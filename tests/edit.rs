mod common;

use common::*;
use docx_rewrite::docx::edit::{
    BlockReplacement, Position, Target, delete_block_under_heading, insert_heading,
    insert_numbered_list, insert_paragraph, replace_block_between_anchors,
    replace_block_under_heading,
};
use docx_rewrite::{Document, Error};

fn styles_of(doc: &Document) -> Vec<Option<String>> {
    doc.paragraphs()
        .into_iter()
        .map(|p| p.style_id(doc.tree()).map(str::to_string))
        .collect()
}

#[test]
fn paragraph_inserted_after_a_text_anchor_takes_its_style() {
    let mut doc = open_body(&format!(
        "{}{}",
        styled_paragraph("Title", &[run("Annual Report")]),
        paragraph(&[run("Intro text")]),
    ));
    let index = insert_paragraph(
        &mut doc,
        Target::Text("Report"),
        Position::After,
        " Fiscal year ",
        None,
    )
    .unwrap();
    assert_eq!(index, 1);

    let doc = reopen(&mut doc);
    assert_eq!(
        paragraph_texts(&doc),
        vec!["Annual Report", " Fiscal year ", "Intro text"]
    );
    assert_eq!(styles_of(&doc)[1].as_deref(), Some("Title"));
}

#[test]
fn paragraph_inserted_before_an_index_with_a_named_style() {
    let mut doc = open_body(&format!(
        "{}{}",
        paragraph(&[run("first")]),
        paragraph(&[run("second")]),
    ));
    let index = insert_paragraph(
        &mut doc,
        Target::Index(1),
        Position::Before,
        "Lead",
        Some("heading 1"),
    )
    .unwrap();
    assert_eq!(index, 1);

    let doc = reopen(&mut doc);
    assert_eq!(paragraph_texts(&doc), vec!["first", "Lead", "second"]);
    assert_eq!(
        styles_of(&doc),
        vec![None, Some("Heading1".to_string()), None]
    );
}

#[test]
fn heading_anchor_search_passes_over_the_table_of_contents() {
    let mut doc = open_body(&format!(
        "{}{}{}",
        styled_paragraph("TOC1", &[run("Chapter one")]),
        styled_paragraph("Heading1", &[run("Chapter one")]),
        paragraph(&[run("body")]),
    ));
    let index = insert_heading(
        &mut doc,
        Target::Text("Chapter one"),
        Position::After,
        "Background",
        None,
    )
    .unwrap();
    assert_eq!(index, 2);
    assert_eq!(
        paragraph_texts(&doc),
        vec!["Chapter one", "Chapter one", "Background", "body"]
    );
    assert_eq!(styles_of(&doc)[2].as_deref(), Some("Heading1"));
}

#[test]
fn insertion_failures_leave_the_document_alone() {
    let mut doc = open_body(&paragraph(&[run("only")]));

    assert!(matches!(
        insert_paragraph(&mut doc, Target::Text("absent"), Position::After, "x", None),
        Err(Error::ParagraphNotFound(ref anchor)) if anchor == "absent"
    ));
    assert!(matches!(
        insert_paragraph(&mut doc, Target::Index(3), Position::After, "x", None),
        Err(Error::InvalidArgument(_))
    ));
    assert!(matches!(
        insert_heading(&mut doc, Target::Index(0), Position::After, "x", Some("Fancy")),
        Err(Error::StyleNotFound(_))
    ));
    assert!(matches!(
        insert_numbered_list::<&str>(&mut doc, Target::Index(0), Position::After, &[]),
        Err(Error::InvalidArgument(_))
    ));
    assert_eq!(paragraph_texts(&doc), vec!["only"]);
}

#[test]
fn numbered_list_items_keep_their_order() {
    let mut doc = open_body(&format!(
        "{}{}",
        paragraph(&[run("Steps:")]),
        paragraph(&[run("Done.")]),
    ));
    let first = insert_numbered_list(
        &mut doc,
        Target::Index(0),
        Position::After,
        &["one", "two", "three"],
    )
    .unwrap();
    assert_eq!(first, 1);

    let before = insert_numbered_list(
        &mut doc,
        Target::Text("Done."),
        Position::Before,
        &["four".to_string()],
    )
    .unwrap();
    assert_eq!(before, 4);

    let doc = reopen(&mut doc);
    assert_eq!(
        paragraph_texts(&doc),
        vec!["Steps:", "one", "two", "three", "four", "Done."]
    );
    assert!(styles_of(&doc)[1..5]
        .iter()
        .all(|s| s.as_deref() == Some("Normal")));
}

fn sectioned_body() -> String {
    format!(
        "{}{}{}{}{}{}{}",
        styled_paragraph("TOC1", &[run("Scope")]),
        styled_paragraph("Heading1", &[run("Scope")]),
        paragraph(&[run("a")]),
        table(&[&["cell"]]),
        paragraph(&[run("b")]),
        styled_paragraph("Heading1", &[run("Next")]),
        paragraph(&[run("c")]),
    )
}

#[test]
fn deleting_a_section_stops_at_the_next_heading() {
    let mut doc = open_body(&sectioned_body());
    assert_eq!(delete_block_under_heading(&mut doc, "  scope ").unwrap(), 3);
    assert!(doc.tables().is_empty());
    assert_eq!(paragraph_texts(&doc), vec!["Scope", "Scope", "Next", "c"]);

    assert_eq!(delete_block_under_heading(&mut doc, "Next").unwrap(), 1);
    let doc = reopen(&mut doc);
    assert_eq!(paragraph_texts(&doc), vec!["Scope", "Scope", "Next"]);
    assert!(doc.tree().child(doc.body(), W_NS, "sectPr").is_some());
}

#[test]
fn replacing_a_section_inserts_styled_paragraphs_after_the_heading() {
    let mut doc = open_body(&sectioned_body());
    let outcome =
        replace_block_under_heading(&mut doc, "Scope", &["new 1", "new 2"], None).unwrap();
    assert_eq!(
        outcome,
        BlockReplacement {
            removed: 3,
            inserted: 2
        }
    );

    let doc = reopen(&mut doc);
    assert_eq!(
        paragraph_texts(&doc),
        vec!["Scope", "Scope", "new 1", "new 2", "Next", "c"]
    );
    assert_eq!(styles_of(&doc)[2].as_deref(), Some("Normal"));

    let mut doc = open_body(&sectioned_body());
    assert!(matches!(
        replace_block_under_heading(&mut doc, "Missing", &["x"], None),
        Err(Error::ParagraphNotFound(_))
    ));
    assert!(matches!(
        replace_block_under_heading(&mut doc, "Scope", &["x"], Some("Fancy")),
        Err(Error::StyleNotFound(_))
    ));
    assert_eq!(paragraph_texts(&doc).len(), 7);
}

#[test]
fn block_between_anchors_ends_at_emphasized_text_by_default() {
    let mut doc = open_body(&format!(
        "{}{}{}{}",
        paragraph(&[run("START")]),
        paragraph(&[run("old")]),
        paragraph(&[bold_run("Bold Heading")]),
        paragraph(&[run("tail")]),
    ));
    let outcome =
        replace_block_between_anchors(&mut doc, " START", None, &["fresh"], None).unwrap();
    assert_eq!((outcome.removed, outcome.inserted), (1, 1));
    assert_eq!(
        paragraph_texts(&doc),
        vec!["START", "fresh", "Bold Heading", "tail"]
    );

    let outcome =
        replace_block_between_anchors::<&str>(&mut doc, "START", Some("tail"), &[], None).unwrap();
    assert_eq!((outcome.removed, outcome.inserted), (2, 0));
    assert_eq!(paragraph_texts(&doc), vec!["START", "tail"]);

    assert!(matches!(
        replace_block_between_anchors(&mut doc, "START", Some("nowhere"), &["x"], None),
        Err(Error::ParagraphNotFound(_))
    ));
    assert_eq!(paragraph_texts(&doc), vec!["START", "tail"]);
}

+++++

→ DIRECTIONS FOR THIS TASK
An exact copy of the listing is the goal. Transcribe it in full.

→ RESULT OF THE TASK
filename tests/edit.rs
mod common;

use common::*;
use docx_rewrite::docx::edit::{
    BlockReplacement, Position, Target, delete_block_under_heading, insert_heading,
    insert_numbered_list, insert_paragraph, replace_block_between_anchors,
    replace_block_under_heading,
};
use docx_rewrite::{Document, Error};

fn styles_of(doc: &Document) -> Vec<Option<String>> {
    doc.paragraphs()
        .into_iter()
        .map(|p| p.style_id(doc.tree()).map(str::to_string))
        .collect()
}

#[test]
fn paragraph_inserted_after_a_text_anchor_takes_its_style() {
    let mut doc = open_body(&format!(
        "{}{}",
        styled_paragraph("Title", &[run("Annual Report")]),
        paragraph(&[run("Intro text")]),
    ));
    let index = insert_paragraph(
        &mut doc,
        Target::Text("Report"),
        Position::After,
        " Fiscal year ",
        None,
    )
    .unwrap();
    assert_eq!(index, 1);

    let doc = reopen(&mut doc);
    assert_eq!(
        paragraph_texts(&doc),
        vec!["Annual Report", " Fiscal year ", "Intro text"]
    );
    assert_eq!(styles_of(&doc)[1].as_deref(), Some("Title"));
}

#[test]
fn paragraph_inserted_before_an_index_with_a_named_style() {
    let mut doc = open_body(&format!(
        "{}{}",
        paragraph(&[run("first")]),
        paragraph(&[run("second")]),
    ));
    let index = insert_paragraph(
        &mut doc,
        Target::Index(1),
        Position::Before,
        "Lead",
        Some("heading 1"),
    )
    .unwrap();
    assert_eq!(index, 1);

    let doc = reopen(&mut doc);
    assert_eq!(paragraph_texts(&doc), vec!["first", "Lead", "second"]);
    assert_eq!(
        styles_of(&doc),
        vec![None, Some("Heading1".to_string()), None]
    );
}

#[test]
fn heading_anchor_search_passes_over_the_table_of_contents() {
    let mut doc = open_body(&format!(
        "{}{}{}",
        styled_paragraph("TOC1", &[run("Chapter one")]),
        styled_paragraph("Heading1", &[run("Chapter one")]),
        paragraph(&[run("body")]),
    ));
    let index = insert_heading(
        &mut doc,
        Target::Text("Chapter one"),
        Position::After,
        "Background",
        None,
    )
    .unwrap();
    assert_eq!(index, 2);
    assert_eq!(
        paragraph_texts(&doc),
        vec!["Chapter one", "Chapter one", "Background", "body"]
    );
    assert_eq!(styles_of(&doc)[2].as_deref(), Some("Heading1"));
}

#[test]
fn insertion_failures_leave_the_document_alone() {
    let mut doc = open_body(&paragraph(&[run("only")]));

    assert!(matches!(
        insert_paragraph(&mut doc, Target::Text("absent"), Position::After, "x", None),
        Err(Error::ParagraphNotFound(ref anchor)) if anchor == "absent"
    ));
    assert!(matches!(
        insert_paragraph(&mut doc, Target::Index(3), Position::After, "x", None),
        Err(Error::InvalidArgument(_))
    ));
    assert!(matches!(
        insert_heading(&mut doc, Target::Index(0), Position::After, "x", Some("Fancy")),
        Err(Error::StyleNotFound(_))
    ));
    assert!(matches!(
        insert_numbered_list::<&str>(&mut doc, Target::Index(0), Position::After, &[]),
        Err(Error::InvalidArgument(_))
    ));
    assert_eq!(paragraph_texts(&doc), vec!["only"]);
}

#[test]
fn numbered_list_items_keep_their_order() {
    let mut doc = open_body(&format!(
        "{}{}",
        paragraph(&[run("Steps:")]),
        paragraph(&[run("Done.")]),
    ));
    let first = insert_numbered_list(
        &mut doc,
        Target::Index(0),
        Position::After,
        &["one", "two", "three"],
    )
    .unwrap();
    assert_eq!(first, 1);

    let before = insert_numbered_list(
        &mut doc,
        Target::Text("Done."),
        Position::Before,
        &["four".to_string()],
    )
    .unwrap();
    assert_eq!(before, 4);

    let doc = reopen(&mut doc);
    assert_eq!(
        paragraph_texts(&doc),
        vec!["Steps:", "one", "two", "three", "four", "Done."]
    );
    assert!(styles_of(&doc)[1..5]
        .iter()
        .all(|s| s.as_deref() == Some("Normal")));
}

fn sectioned_body() -> String {
    format!(
        "{}{}{}{}{}{}{}",
        styled_paragraph("TOC1", &[run("Scope")]),
        styled_paragraph("Heading1", &[run("Scope")]),
        paragraph(&[run("a")]),
        table(&[&["cell"]]),
        paragraph(&[run("b")]),
        styled_paragraph("Heading1", &[run("Next")]),
        paragraph(&[run("c")]),
    )
}

#[test]
fn deleting_a_section_stops_at_the_next_heading() {
    let mut doc = open_body(&sectioned_body());
    assert_eq!(delete_block_under_heading(&mut doc, "  scope ").unwrap(), 3);
    assert!(doc.tables().is_empty());
    assert_eq!(paragraph_texts(&doc), vec!["Scope", "Scope", "Next", "c"]);

    assert_eq!(delete_block_under_heading(&mut doc, "Next").unwrap(), 1);
    let doc = reopen(&mut doc);
    assert_eq!(paragraph_texts(&doc), vec!["Scope", "Scope", "Next"]);
    assert!(doc.tree().child(doc.body(), W_NS, "sectPr").is_some());
}

#[test]
fn replacing_a_section_inserts_styled_paragraphs_after_the_heading() {
    let mut doc = open_body(&sectioned_body());
    let outcome =
        replace_block_under_heading(&mut doc, "Scope", &["new 1", "new 2"], None).unwrap();
    assert_eq!(
        outcome,
        BlockReplacement {
            removed: 3,
            inserted: 2
        }
    );

    let doc = reopen(&mut doc);
    assert_eq!(
        paragraph_texts(&doc),
        vec!["Scope", "Scope", "new 1", "new 2", "Next", "c"]
    );
    assert_eq!(styles_of(&doc)[2].as_deref(), Some("Normal"));

    let mut doc = open_body(&sectioned_body());
    assert!(matches!(
        replace_block_under_heading(&mut doc, "Missing", &["x"], None),
        Err(Error::ParagraphNotFound(_))
    ));
    assert!(matches!(
        replace_block_under_heading(&mut doc, "Scope", &["x"], Some("Fancy")),
        Err(Error::StyleNotFound(_))
    ));
    assert_eq!(paragraph_texts(&doc).len(), 7);
}

#[test]
fn block_between_anchors_ends_at_emphasized_text_by_default() {
    let mut doc = open_body(&format!(
        "{}{}{}{}",
        paragraph(&[run("START")]),
        paragraph(&[run("old")]),
        paragraph(&[bold_run("Bold Heading")]),
        paragraph(&[run("tail")]),
    ));
    let outcome =
        replace_block_between_anchors(&mut doc, " START", None, &["fresh"], None).unwrap();
    assert_eq!((outcome.removed, outcome.inserted), (1, 1));
    assert_eq!(
        paragraph_texts(&doc),
        vec!["START", "fresh", "Bold Heading", "tail"]
    );

    let outcome =
        replace_block_between_anchors::<&str>(&mut doc, "START", Some("tail"), &[], None).unwrap();
    assert_eq!((outcome.removed, outcome.inserted), (2, 0));
    assert_eq!(paragraph_texts(&doc), vec!["START", "tail"]);

    assert!(matches!(
        replace_block_between_anchors(&mut doc, "START", Some("nowhere"), &["x"], None),
        Err(Error::ParagraphNotFound(_))
    ));
    assert_eq!(paragraph_texts(&doc), vec!["START", "tail"]);
}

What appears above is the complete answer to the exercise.